This multicenter retrospective study evaluated 32 patients treated consecutively by 3 operators in 3 different certified comprehensive stroke centers for AIS based on LVO. One operator with profound neurointerventional skills (>5 years experience in endovascular stroke treatment) per institution performed thrombectomy using the aforementioned novel technique. We analyzed the prospectively maintained neurointerventional databases to examine the technical and clinical outcome. The primary endpoint was defined as first-pass successful reperfusion defined as modified Thrombolysis in Cerebral Infarction (mTICI) 3. Secondary endpoints were total number of passes, time interval from groin puncture to reperfusion, rate of embolization to new territories (ENT), rate of postinterventional symptomatic intracranial hemorrhage (sICH) and clinical outcome at discharge assessed by the National Institutes of Health Stroke Scale (NIHSS) and modified Rankin score (mRS). All values are presented as median and range or mean and standard deviation (SD) for continuous variables, and as frequency and percent for categorical variables. According to the guidelines of the respective local ethics committees, no approval was necessary for this anonymous retrospective study, which was conducted in accordance to the Declaration of Helsinki.

Patient Selection

Inclusion criteria were as follows: LVO and absence of ICH on baseline imaging, Alberta Stroke Program Early CT score (ASPECTS) ≥5, no age limit, baseline NIHSS score of ≥5 or aphasia. Patients with known symptom onset were eligible within a time frame of ≤8 h. In the case of unknown onset all patients with positive imaging profile evaluated with multimodal computed tomography (CT) or magnetic resonance imaging (MRI) were included. All patients received intravenous thrombolysis (IVT) according to the national guidelines of the Society of Neurology. Patients with tandem occlusions comprising a preceding extracranial occlusion or stenosis were not included in our study.

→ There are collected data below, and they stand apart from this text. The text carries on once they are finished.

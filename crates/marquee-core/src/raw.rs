//! Landing records: the raw, unparsed input to the warehouse.
//!
//! A raw record is written once by the landing collaborator and never
//! deleted. The only mutation the engine ever performs is flipping
//! `processed` from `false` to `true` once the record's fact has been
//! committed.

use chrono::{DateTime, Utc};
use serde::{Deserialize, Deserializer, Serialize};

use crate::keys::EventKey;

// ─── Unparsed fields ─────────────────────────────────────────────────────────

/// The source-provided, unparsed attributes of an event. Every field is kept
/// exactly as it arrived; validation happens in [`crate::staging`].
#[derive(Debug, Clone, Default, PartialEq, Serialize, Deserialize)]
#[serde(default)]
pub struct RawFields {
  #[serde(deserialize_with = "lenient_text")]
  pub event_name:    Option<String>,
  #[serde(deserialize_with = "lenient_text")]
  pub event_date:    Option<String>,
  #[serde(deserialize_with = "lenient_text")]
  pub event_time:    Option<String>,
  #[serde(deserialize_with = "lenient_text")]
  pub venue_name:    Option<String>,
  #[serde(deserialize_with = "lenient_text")]
  pub venue_city:    Option<String>,
  #[serde(deserialize_with = "lenient_text")]
  pub venue_country: Option<String>,
  #[serde(deserialize_with = "lenient_text")]
  pub venue_lat:     Option<String>,
  #[serde(deserialize_with = "lenient_text")]
  pub venue_lon:     Option<String>,
  #[serde(deserialize_with = "lenient_text")]
  pub category:      Option<String>,
  #[serde(deserialize_with = "lenient_text")]
  pub subcategory:   Option<String>,
  #[serde(deserialize_with = "lenient_text")]
  pub price_min:     Option<String>,
  #[serde(deserialize_with = "lenient_text")]
  pub price_max:     Option<String>,
  #[serde(deserialize_with = "lenient_text")]
  pub currency:      Option<String>,
  #[serde(deserialize_with = "lenient_text")]
  pub url:           Option<String>,
  #[serde(deserialize_with = "lenient_text")]
  pub status:        Option<String>,
}

/// Accepts strings, numbers and booleans alike: sources disagree on whether a
/// price or a coordinate is quoted.
fn lenient_text<'de, D>(deserializer: D) -> Result<Option<String>, D::Error>
where
  D: Deserializer<'de>,
{
  Ok(match serde_json::Value::deserialize(deserializer)? {
    serde_json::Value::Null => None,
    serde_json::Value::String(s) => Some(s),
    other => Some(other.to_string()),
  })
}

// ─── RawRecord ───────────────────────────────────────────────────────────────

/// A landed record as read back from the landing store.
#[derive(Debug, Clone, PartialEq, Serialize, Deserialize)]
pub struct RawRecord {
  /// Store-assigned, monotonically increasing landing id.
  pub raw_id:      i64,
  /// Source system name, e.g. `"ticketmaster"` or `"csv"`.
  pub source:      String,
  /// The event's identifier within its source system.
  pub source_id:   String,
  /// The full upstream document, if the source provided one.
  pub payload:     Option<serde_json::Value>,
  pub fields:      RawFields,
  pub ingested_at: DateTime<Utc>,
  pub processed:   bool,
}

impl RawRecord {
  /// The event natural key this record reconciles into.
  pub fn event_key(&self) -> EventKey {
    EventKey::derive(&self.source, &self.source_id)
  }
}

// ─── NewRawRecord ────────────────────────────────────────────────────────────

/// Input to [`crate::store::WarehouseStore::land`]. The landing id,
/// ingestion timestamp and processed flag are assigned by the store.
#[derive(Debug, Clone, Serialize, Deserialize)]
pub struct NewRawRecord {
  pub source:    String,
  pub source_id: String,
  #[serde(default)]
  pub payload:   Option<serde_json::Value>,
  #[serde(flatten)]
  pub fields:    RawFields,
}

impl NewRawRecord {
  /// Convenience constructor with every unparsed field absent.
  pub fn new(source: impl Into<String>, source_id: impl Into<String>) -> Self {
    Self {
      source:    source.into(),
      source_id: source_id.into(),
      payload:   None,
      fields:    RawFields::default(),
    }
  }
}
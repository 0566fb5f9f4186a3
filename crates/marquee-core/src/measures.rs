//! Derived fact measures: average price and base-currency normalization.
//!
//! The rate table is a static approximation. It is kept behind a small type so
//! a live rate lookup can replace it without touching the reconciler.

use std::collections::BTreeMap;

use serde::{Deserialize, Serialize};

use crate::{Error, Result};

pub const DEFAULT_BASE_CURRENCY: &str = "EUR";

/// Round half away from zero to two decimal places.
pub fn round2(value: f64) -> f64 { (value * 100.0).round() / 100.0 }

/// `round(mean(min, max), 2)` when both are present, otherwise whichever one
/// is, otherwise `None`.
pub fn price_avg(min: Option<f64>, max: Option<f64>) -> Option<f64> {
  match (min, max) {
    (Some(lo), Some(hi)) => Some(round2((lo + hi) / 2.0)),
    (Some(p), None) | (None, Some(p)) => Some(p),
    (None, None) => None,
  }
}

// ─── RateTable ───────────────────────────────────────────────────────────────

/// Fixed multipliers converting an amount in some currency into the base
/// currency.
#[derive(Debug, Clone, PartialEq, Serialize, Deserialize)]
pub struct RateTable {
  base:  String,
  rates: BTreeMap<String, f64>,
}

impl Default for RateTable {
  fn default() -> Self {
    let rates = [("USD", 0.92), ("GBP", 1.17), ("CHF", 1.05)]
      .into_iter()
      .map(|(code, rate)| (code.to_owned(), rate))
      .collect();
    Self { base: DEFAULT_BASE_CURRENCY.to_owned(), rates }
  }
}

impl RateTable {
  /// An empty table for `base`; only the identity conversion is known.
  pub fn new(base: &str) -> Self {
    Self { base: base.trim().to_uppercase(), rates: BTreeMap::new() }
  }

  /// Add or replace the multiplier for `code`. Rates must be positive and
  /// finite.
  pub fn with_rate(mut self, code: &str, rate: f64) -> Result<Self> {
    let code = code.trim().to_uppercase();
    if !rate.is_finite() || rate <= 0.0 {
      return Err(Error::InvalidRate { code, rate });
    }
    self.rates.insert(code, rate);
    Ok(self)
  }

  pub fn base(&self) -> &str { &self.base }

  /// Every non-base multiplier, keyed by upper-case currency code.
  pub fn rates(&self) -> &BTreeMap<String, f64> { &self.rates }

  /// The multiplier for `code`, or `None` if the code is unknown.
  pub fn rate(&self, code: &str) -> Option<f64> {
    if code == self.base {
      Some(1.0)
    } else {
      self.rates.get(code).copied()
    }
  }

  /// Convert `amount` into the base currency. Unknown or missing currency
  /// codes pass the amount through unconverted.
  pub fn normalize(&self, amount: Option<f64>, currency: Option<&str>) -> Option<f64> {
    let amount = amount?;
    let rate = currency.and_then(|c| self.rate(c)).unwrap_or(1.0);
    Some(round2(amount * rate))
  }
}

Imaging and Clinical Assessment

All angiographic images were re-evaluated to determine the target downstream territory, new target downstream embolizations or ENT and the mTICI grade before and after MT according to the 2013 recommendations of the Cerebral Angiographic Revascularization Grading collaborators (CARG). Native cranial computed tomography (NCCT) was performed postinterventionally after 24 h or earlier in case of secondary worsening. SICH was defined according to the European Cooperative Acute Stroke Study (ECASS) criteria. A consultant neurologist assessed all NIHSS and mRS scores independently.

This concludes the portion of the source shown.